This lecture focuses on componentwise maxima, i.e., the random vector constructed from taking the maximum of each component of a bivariate vector. Specifically, in Section 4, we will study the limiting behaviour of the componentwise maxima vector. In Section 5, we will learn measures of extremal dependence that are very useful for statistical modelling. Section 6 will use the limiting representation in Section 4 to construct parametric and semi-parametric models for bivariate componentwise maxima. In Section 7, I will talk about regression for bivariate extremes and conclude in Section 8 with comments on the limitations of the methods, alternative representations for bivariate/multivariate extremes and R packages for analysis of extremes.

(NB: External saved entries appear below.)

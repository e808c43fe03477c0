//! Demo data for a fresh store.

use shopme_core::catalog::{Brand, NewCategory};
use shopme_core::storage::{CategoryRepository, Result};

/// Brands offered in the product form when running in memory.
#[cfg(any(test, not(feature = "sqlite")))]
pub fn demo_brands() -> Vec<Brand> {
    ["Acer", "Apple", "Canon", "Samsung", "Sony"]
        .into_iter()
        .zip(1..)
        .map(|(name, id)| Brand::new(id, name))
        .collect()
}

/// Category tree as `(name, alias, children)`.
const DEMO_CATEGORIES: &[(&str, &str, &[(&str, &str)])] = &[
    (
        "Electronics",
        "electronics",
        &[
            ("Cameras", "cameras"),
            ("Smartphones", "smartphones"),
            ("Headphones", "headphones"),
        ],
    ),
    (
        "Computers",
        "computers",
        &[("Laptops", "laptops"), ("Desktops", "desktops"), ("Tablets", "tablets")],
    ),
    ("Books", "books", &[("Novels", "novels"), ("Comics", "comics")]),
    ("Home Appliances", "home-appliances", &[("Kitchen", "kitchen")]),
    ("Sports", "sports", &[]),
];

/// Inserts the demo categories when the store has none.
pub async fn seed_categories(repo: &dyn CategoryRepository) -> Result<()> {
    if !repo.list_categories().await?.is_empty() {
        return Ok(());
    }

    let mut count = 0;
    for (name, alias, children) in DEMO_CATEGORIES {
        let parent = repo.create_category(&NewCategory::new(*name, *alias)).await?;
        count += 1;
        for (child_name, child_alias) in *children {
            repo.create_category(&NewCategory::new(*child_name, *child_alias).with_parent(parent.id))
                .await?;
            count += 1;
        }
    }

    tracing::info!(count, "Seeded demo categories");
    Ok(())
}
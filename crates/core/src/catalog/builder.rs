//! Assembly of a [`ProductDraft`] from a form submission.
//!
//! The builder takes every collection as a finished batch and hands out an
//! immutable snapshot, so a half-built product is never observable.

use chrono::{DateTime, Utc};

use super::error::CatalogError;
use super::types::{Product, ProductDetail, ProductDraft, ProductFields};
use super::upload::{extra_image_names, main_image_name, pair_details, UploadedImage};

/// Everything the product form posts in one request.
#[derive(Debug, Clone, Default)]
pub struct ProductSubmission {
    pub fields: ProductFields,
    /// `None` when the form had no `fileImage` part at all.
    pub main_image: Option<UploadedImage>,
    pub extra_images: Vec<UploadedImage>,
    pub detail_names: Vec<String>,
    pub detail_values: Vec<String>,
}

impl ProductSubmission {
    pub fn new(fields: ProductFields) -> Self {
        Self {
            fields,
            ..Self::default()
        }
    }

    pub fn with_main_image(mut self, image: UploadedImage) -> Self {
        self.main_image = Some(image);
        self
    }

    pub fn with_extra_image(mut self, image: UploadedImage) -> Self {
        self.extra_images.push(image);
        self
    }

    pub fn with_detail(mut self, name: impl Into<String>, value: impl Into<String>) -> Self {
        self.detail_names.push(name.into());
        self.detail_values.push(value.into());
        self
    }

    /// The non-empty primary upload, if any.
    pub fn main_upload(&self) -> Option<&UploadedImage> {
        self.main_image.as_ref().filter(|image| !image.is_empty())
    }

    /// Non-empty secondary uploads in the order they were posted.
    pub fn extra_uploads(&self) -> impl Iterator<Item = &UploadedImage> {
        self.extra_images.iter().filter(|image| !image.is_empty())
    }

    /// Derives the draft to persist.
    ///
    /// `previous` is the stored product when the submission edits one: its
    /// primary image survives unless a new one was uploaded, and new extra
    /// images are appended after the stored ones.
    pub fn to_draft(
        &self,
        previous: Option<&Product>,
        now: DateTime<Utc>,
    ) -> Result<ProductDraft, CatalogError> {
        let main_image = match &self.main_image {
            Some(image) => main_image_name(image)?,
            None => None,
        };
        let extra_images = extra_image_names(&self.extra_images)?;
        let details = pair_details(&self.detail_names, &self.detail_values)?;

        let mut builder = ProductBuilder::new(self.fields.clone());
        if let Some(previous) = previous {
            builder = builder.based_on(previous);
        }

        Ok(builder
            .main_image(main_image)
            .extra_images(extra_images)
            .details(details)
            .build(now))
    }
}

/// Builder for [`ProductDraft`].
#[derive(Debug, Clone)]
pub struct ProductBuilder {
    fields: ProductFields,
    main_image: Option<String>,
    extra_images: Vec<String>,
    details: Vec<ProductDetail>,
    created_at: Option<DateTime<Utc>>,
}

impl ProductBuilder {
    pub fn new(fields: ProductFields) -> Self {
        Self {
            fields,
            main_image: None,
            extra_images: Vec::new(),
            details: Vec::new(),
            created_at: None,
        }
    }

    /// Carries over the stored images and creation time of `previous`.
    pub fn based_on(mut self, previous: &Product) -> Self {
        self.main_image = previous.main_image.clone();
        self.extra_images = previous.extra_images.clone();
        self.created_at = Some(previous.created_at);
        self
    }

    /// Replaces the primary image only when a name is given.
    pub fn main_image(mut self, name: Option<String>) -> Self {
        if name.is_some() {
            self.main_image = name;
        }
        self
    }

    /// Appends a batch of extra image names.
    pub fn extra_images(mut self, names: Vec<String>) -> Self {
        self.extra_images.extend(names);
        self
    }

    /// Replaces the detail pairs.
    pub fn details(mut self, details: Vec<ProductDetail>) -> Self {
        self.details = details;
        self
    }

    /// Finishes the draft. An empty alias is derived from the name.
    pub fn build(self, now: DateTime<Utc>) -> ProductDraft {
        let fields = self.fields;
        let alias = if fields.alias.trim().is_empty() {
            fields.name.trim().replace(' ', "-")
        } else {
            fields.alias
        };
        ProductDraft {
            id: fields.id,
            name: fields.name,
            alias,
            short_description: fields.short_description,
            full_description: fields.full_description,
            price: fields.price,
            enabled: fields.enabled,
            in_stock: fields.in_stock,
            brand_id: fields.brand_id,
            main_image: self.main_image,
            extra_images: self.extra_images,
            details: self.details,
            created_at: self.created_at.unwrap_or(now),
            updated_at: now,
        }
    }
}

#[cfg(test)]
mod tests {
    use super::*;
    use chrono::TimeZone;

    fn now() -> DateTime<Utc> {
        Utc.with_ymd_and_hms(2024, 6, 15, 10, 30, 0).unwrap()
    }

    fn fields(name: &str) -> ProductFields {
        ProductFields {
            name: name.to_string(),
            alias: name.to_lowercase(),
            ..ProductFields::new_product()
        }
    }

    fn stored_product() -> Product {
        ProductBuilder::new(ProductFields {
            id: Some(42),
            ..fields("Laptop")
        })
        .main_image(Some("old.png".to_string()))
        .extra_images(vec!["x.png".to_string()])
        .details(vec![ProductDetail::new("Color", "Grey")])
        .build(Utc.with_ymd_and_hms(2024, 1, 1, 0, 0, 0).unwrap())
        .into_product(42)
    }

    #[test]
    fn test_empty_alias_derived_from_name() {
        let draft = ProductBuilder::new(ProductFields {
            name: "Canon EOS M50".to_string(),
            ..ProductFields::new_product()
        })
        .build(now());

        assert_eq!(draft.alias, "Canon-EOS-M50");
    }

    #[test]
    fn test_new_product_scenario() {
        let submission = ProductSubmission::new(fields("Camera"))
            .with_main_image(UploadedImage::new("photo.JPG", b"jpeg".to_vec()))
            .with_extra_image(UploadedImage::new("a.png", b"png".to_vec()))
            .with_extra_image(UploadedImage::new("", Vec::new()));

        let draft = submission.to_draft(None, now()).unwrap();

        assert_eq!(draft.id, None);
        assert_eq!(draft.main_image.as_deref(), Some("photo.JPG"));
        assert_eq!(draft.extra_images, vec!["a.png".to_string()]);
        assert_eq!(draft.created_at, now());
        assert_eq!(draft.updated_at, now());
    }

    #[test]
    fn test_empty_main_upload_keeps_previous_name() {
        let previous = stored_product();
        let submission = ProductSubmission::new(ProductFields::from(&previous))
            .with_main_image(UploadedImage::new("", Vec::new()));

        let draft = submission.to_draft(Some(&previous), now()).unwrap();

        assert_eq!(draft.main_image.as_deref(), Some("old.png"));
        assert_eq!(draft.created_at, previous.created_at);
        assert_eq!(draft.updated_at, now());
    }

    #[test]
    fn test_new_main_upload_replaces_previous_name() {
        let previous = stored_product();
        let submission = ProductSubmission::new(ProductFields::from(&previous))
            .with_main_image(UploadedImage::new("new.png", b"png".to_vec()));

        let draft = submission.to_draft(Some(&previous), now()).unwrap();

        assert_eq!(draft.main_image.as_deref(), Some("new.png"));
    }

    #[test]
    fn test_extra_images_append_after_stored() {
        let previous = stored_product();
        let submission = ProductSubmission::new(ProductFields::from(&previous))
            .with_extra_image(UploadedImage::new("y.png", b"y".to_vec()));

        let draft = submission.to_draft(Some(&previous), now()).unwrap();

        assert_eq!(
            draft.extra_images,
            vec!["x.png".to_string(), "y.png".to_string()]
        );
    }

    #[test]
    fn test_details_replace_stored() {
        let previous = stored_product();
        let submission = ProductSubmission::new(ProductFields::from(&previous))
            .with_detail("Weight", "2kg")
            .with_detail("", "ignored");

        let draft = submission.to_draft(Some(&previous), now()).unwrap();

        assert_eq!(draft.details, vec![ProductDetail::new("Weight", "2kg")]);
    }

    #[test]
    fn test_mismatched_details_rejected() {
        let mut submission = ProductSubmission::new(fields("Camera"));
        submission.detail_names = vec!["Color".to_string()];

        let result = submission.to_draft(None, now());

        assert!(matches!(
            result,
            Err(CatalogError::MismatchedDetails { names: 1, values: 0 })
        ));
    }

    #[test]
    fn test_uploads_filter_empty_parts() {
        let submission = ProductSubmission::new(fields("Camera"))
            .with_main_image(UploadedImage::new("", Vec::new()))
            .with_extra_image(UploadedImage::new("a.png", b"a".to_vec()))
            .with_extra_image(UploadedImage::new("b.png", Vec::new()));

        assert!(submission.main_upload().is_none());
        assert_eq!(submission.extra_uploads().count(), 1);
    }
}
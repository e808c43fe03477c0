use chrono::{DateTime, Utc};
use serde::{Deserialize, Serialize};

/// Identifier assigned by the record store on first insert.
pub type ProductId = i64;
pub type BrandId = i64;
pub type CategoryId = i64;

/// A free-form (name, value) attribute shown on the product page.
#[derive(Debug, Clone, PartialEq, Eq, Serialize, Deserialize)]
pub struct ProductDetail {
    pub name: String,
    pub value: String,
}

impl ProductDetail {
    pub fn new(name: impl Into<String>, value: impl Into<String>) -> Self {
        Self {
            name: name.into(),
            value: value.into(),
        }
    }
}

/// A persisted product.
#[derive(Debug, Clone, PartialEq, Serialize, Deserialize)]
pub struct Product {
    pub id: ProductId,
    pub name: String,
    pub alias: String,
    pub short_description: String,
    pub full_description: String,
    pub price: f64,
    pub enabled: bool,
    pub in_stock: bool,
    pub brand_id: Option<BrandId>,
    /// Primary image filename, stored under `{root}/{id}`.
    pub main_image: Option<String>,
    /// Secondary image filenames in upload order, stored under `{root}/{id}/extras`.
    pub extra_images: Vec<String>,
    pub details: Vec<ProductDetail>,
    pub created_at: DateTime<Utc>,
    pub updated_at: DateTime<Utc>,
}

/// Immutable snapshot of a product about to be persisted.
///
/// Produced by [`super::ProductBuilder`]. `id` is `None` for a product that
/// has never been saved; the record store assigns one on insert.
#[derive(Debug, Clone, PartialEq, Serialize, Deserialize)]
pub struct ProductDraft {
    pub id: Option<ProductId>,
    pub name: String,
    pub alias: String,
    pub short_description: String,
    pub full_description: String,
    pub price: f64,
    pub enabled: bool,
    pub in_stock: bool,
    pub brand_id: Option<BrandId>,
    pub main_image: Option<String>,
    pub extra_images: Vec<String>,
    pub details: Vec<ProductDetail>,
    pub created_at: DateTime<Utc>,
    pub updated_at: DateTime<Utc>,
}

impl ProductDraft {
    /// Attaches the identifier obtained from the record store.
    pub fn into_product(self, id: ProductId) -> Product {
        Product {
            id,
            name: self.name,
            alias: self.alias,
            short_description: self.short_description,
            full_description: self.full_description,
            price: self.price,
            enabled: self.enabled,
            in_stock: self.in_stock,
            brand_id: self.brand_id,
            main_image: self.main_image,
            extra_images: self.extra_images,
            details: self.details,
            created_at: self.created_at,
            updated_at: self.updated_at,
        }
    }
}

/// Editable product fields as submitted by the product form.
#[derive(Debug, Clone, PartialEq, Default, Serialize, Deserialize)]
pub struct ProductFields {
    pub id: Option<ProductId>,
    pub name: String,
    pub alias: String,
    pub short_description: String,
    pub full_description: String,
    pub price: f64,
    pub enabled: bool,
    pub in_stock: bool,
    pub brand_id: Option<BrandId>,
}

impl ProductFields {
    /// Fields for the "new product" form: enabled and in stock.
    pub fn new_product() -> Self {
        Self {
            enabled: true,
            in_stock: true,
            ..Self::default()
        }
    }
}

impl From<&Product> for ProductFields {
    fn from(product: &Product) -> Self {
        Self {
            id: Some(product.id),
            name: product.name.clone(),
            alias: product.alias.clone(),
            short_description: product.short_description.clone(),
            full_description: product.full_description.clone(),
            price: product.price,
            enabled: product.enabled,
            in_stock: product.in_stock,
            brand_id: product.brand_id,
        }
    }
}

#[derive(Debug, Clone, PartialEq, Eq, Serialize, Deserialize)]
pub struct Brand {
    pub id: BrandId,
    pub name: String,
}

impl Brand {
    pub fn new(id: BrandId, name: impl Into<String>) -> Self {
        Self {
            id,
            name: name.into(),
        }
    }
}

/// A product category. Root categories have no parent.
#[derive(Debug, Clone, PartialEq, Eq, Serialize, Deserialize)]
pub struct Category {
    pub id: CategoryId,
    pub name: String,
    pub alias: String,
    pub image: String,
    pub enabled: bool,
    pub parent_id: Option<CategoryId>,
}

impl Category {
    pub fn is_root(&self) -> bool {
        self.parent_id.is_none()
    }
}

/// A category that has not been stored yet.
#[derive(Debug, Clone, PartialEq, Eq)]
pub struct NewCategory {
    pub name: String,
    pub alias: String,
    pub image: String,
    pub enabled: bool,
    pub parent_id: Option<CategoryId>,
}

impl NewCategory {
    pub fn new(name: impl Into<String>, alias: impl Into<String>) -> Self {
        Self {
            name: name.into(),
            alias: alias.into(),
            image: "default.png".to_string(),
            enabled: true,
            parent_id: None,
        }
    }

    pub fn with_parent(mut self, parent_id: CategoryId) -> Self {
        self.parent_id = Some(parent_id);
        self
    }

    pub fn into_category(self, id: CategoryId) -> Category {
        Category {
            id,
            name: self.name,
            alias: self.alias,
            image: self.image,
            enabled: self.enabled,
            parent_id: self.parent_id,
        }
    }
}
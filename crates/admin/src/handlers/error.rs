use axum::{
    extract::multipart::MultipartError,
    http::StatusCode,
    response::{IntoResponse, Response},
};
use shopme_core::catalog::CatalogError;
use shopme_core::storage::{repository_error_to_status_code, RepositoryError};

use crate::service::ProductServiceError;

pub struct AppError(pub anyhow::Error);

impl AppError {
    fn status_code(&self) -> StatusCode {
        let code = if let Some(e) = self.0.downcast_ref::<ProductServiceError>() {
            e.status_code()
        } else if let Some(e) = self.0.downcast_ref::<RepositoryError>() {
            repository_error_to_status_code(e)
        } else if self.0.downcast_ref::<CatalogError>().is_some() {
            400
        } else if let Some(e) = self.0.downcast_ref::<MultipartError>() {
            e.status().as_u16()
        } else {
            500
        };

        StatusCode::from_u16(code).unwrap_or(StatusCode::INTERNAL_SERVER_ERROR)
    }
}

impl IntoResponse for AppError {
    fn into_response(self) -> Response {
        let status_code = self.status_code();

        if status_code.is_server_error() {
            tracing::error!(status = %status_code, error = %self.0, "Request failed");
        } else {
            tracing::warn!(status = %status_code, error = %self.0, "Request rejected");
        }

        (status_code, self.0.to_string()).into_response()
    }
}

impl<E> From<E> for AppError
where
    E: Into<anyhow::Error>,
{
    fn from(err: E) -> Self {
        Self(err.into())
    }
}

#[cfg(test)]
mod tests {
    use super::*;

    #[test]
    fn test_repository_error_status() {
        let error = AppError::from(RepositoryError::ConnectionFailed("down".to_string()));
        assert_eq!(error.status_code(), StatusCode::SERVICE_UNAVAILABLE);
    }

    #[test]
    fn test_service_error_status() {
        let error = AppError::from(ProductServiceError::InvalidSubmission(
            CatalogError::MismatchedDetails {
                names: 2,
                values: 1,
            },
        ));
        assert_eq!(error.status_code(), StatusCode::BAD_REQUEST);

        let error = AppError::from(ProductServiceError::Images(std::io::Error::other("disk")));
        assert_eq!(error.status_code(), StatusCode::INTERNAL_SERVER_ERROR);
    }

    #[test]
    fn test_unknown_error_status() {
        let error = AppError(anyhow::anyhow!("boom"));
        assert_eq!(error.status_code(), StatusCode::INTERNAL_SERVER_ERROR);
    }
}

Let \((X_1,Y_1),(X_2,Y_2),\ldots\) be a sequence of independent and identically distributed continuous random vectors with distribution \(F_{XY}(x,y)\). Let \(F_X(x)\) and \(F_Y(y)\) be the marginal distributions of \(X\) and \(Y\), respectively. We define the vector of componentwise maxima as \[\boldsymbol{M}_n = (M_{x,n},M_{y,n}) = \left(\max_{i=1,\ldots,n}{X_i},\max_{i=1,\ldots,n}{Y_i}\right).\] The index \(j\) for which the maximum of the \(X_i\) sequence occurs is not necessarily the same index \(k\) for which the maximum of the \(Y_i\) sequence occurs. In other words, \(\boldsymbol{M}_n\) might not correspond to an actual observation. To see this, the following R code generates \(N\times n = 20\times100=2,000\) samples from \(X\) and \(Y\) (\(X\perp Y\)) following Gaussian distributions and construct the componentwise maxima vector using blocks of size \(n=100\). We can see that only one componentwise maxima coincide with the bivariate observations.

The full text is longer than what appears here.